There was a time when Johnson sold as much as he bought. Now, his wife says, “His usual excuse for not wanting to sell is ‘You have to ask the boss.’ That’s supposed to be my clue to say, ‘Oh, we can’t possibly part with it.'” She sighs softly, whispering, “There are things he doesn’t understand. Like there’s this little problem: The more buildings he moves here, the more they tax us, and the property’s not earning any money. So it’s a problem.”

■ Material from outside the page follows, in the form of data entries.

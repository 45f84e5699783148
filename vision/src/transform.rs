use image::imageops::{self, FilterType};
use sentinel_common::Frame;
use std::sync::Arc;
use tracing::debug;

use crate::annotate::{Annotator, NORMAL_COLOR};
use crate::detector::{DetectError, DetectionAdapter, RawDetection};
use crate::geometry::BoundingBox;

/// A detection mapped back into source-frame coordinates.
#[derive(Debug, Clone, PartialEq)]
pub struct ScaledDetection {
    pub class_id: u32,
    pub class_name: String,
    pub confidence: f32,
    pub bbox: BoundingBox,
    /// `"{class_name} {confidence:.2}"`, as drawn on the frame.
    pub label: String,
}

impl ScaledDetection {
    /// `ratio` is processing width over source width. Coordinates are
    /// truncated toward zero, not rounded.
    pub fn from_raw(raw: &RawDetection, ratio: f64, class_name: &str) -> Self {
        let unscale = |v: f32| (v as f64 / ratio) as i32;
        Self {
            class_id: raw.class_id,
            class_name: class_name.to_string(),
            confidence: raw.confidence,
            bbox: BoundingBox::new(
                unscale(raw.bbox.x1),
                unscale(raw.bbox.y1),
                unscale(raw.bbox.x2),
                unscale(raw.bbox.y2),
            ),
            label: format!("{} {:.2}", class_name, raw.confidence),
        }
    }
}

/// Output of one transform pass. `frame` is the source-resolution frame with
/// every detection drawn in the normal color.
pub struct Transformed {
    pub frame: Frame,
    pub detections: Vec<ScaledDetection>,
}

/// Downscales frames for the detector and maps its boxes back to the
/// source frame.
pub struct FrameTransformer {
    detector: Box<dyn DetectionAdapter>,
    processing_width: u32,
    annotator: Arc<Annotator>,
}

impl FrameTransformer {
    pub fn new(
        detector: Box<dyn DetectionAdapter>,
        processing_width: u32,
        annotator: Arc<Annotator>,
    ) -> Self {
        Self {
            detector,
            processing_width,
            annotator,
        }
    }

    pub fn detector_name(&self) -> &str {
        self.detector.name()
    }

    pub fn process(&mut self, mut frame: Frame) -> Result<Transformed, DetectError> {
        if frame.width() == 0 || frame.height() == 0 {
            return Err(DetectError::Input(format!(
                "frame {} has zero size",
                frame.seq
            )));
        }

        let ratio = self.processing_width as f64 / frame.width() as f64;
        let height = ((frame.height() as f64 * ratio).round() as u32).max(1);
        let resized =
            imageops::resize(&frame.image, self.processing_width, height, FilterType::Triangle);

        let raw = self.detector.detect(&resized)?;
        let detections: Vec<ScaledDetection> = raw
            .iter()
            .map(|det| {
                let name = match self.detector.class_name(det.class_id) {
                    Some(name) => name.to_string(),
                    None => format!("class {}", det.class_id),
                };
                ScaledDetection::from_raw(det, ratio, &name)
            })
            .collect();

        for det in &detections {
            self.annotator.draw_detection(&mut frame.image, det, NORMAL_COLOR);
        }
        debug!(
            seq = frame.seq,
            ratio,
            detections = detections.len(),
            "frame transformed"
        );
        Ok(Transformed { frame, detections })
    }
}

I pose the question to the collector himself: “What if someone comes in and says, ‘I love this–I want to buy it’?” “They usually don’t appreciate it as much as I did when I bought it,” Johnson replies. “If you’re a collector and it says Antiques, everything has to have a price. But you hang out a sign Museum, you don’t have to sell anything.”
Smiling, he finishes the tour inside the old railroad depot. On the wall is a sign: Trojan Ice Cream. Beside it, Climax Ginger Ale. “Now, where are you ever going to find another?”
“You know,” he sighs, “you can’t save everything.” I steal a glance at Jo Johnson, and I see in her eyes a truth she knows. Maybe he can’t, but that won’t stop him from trying.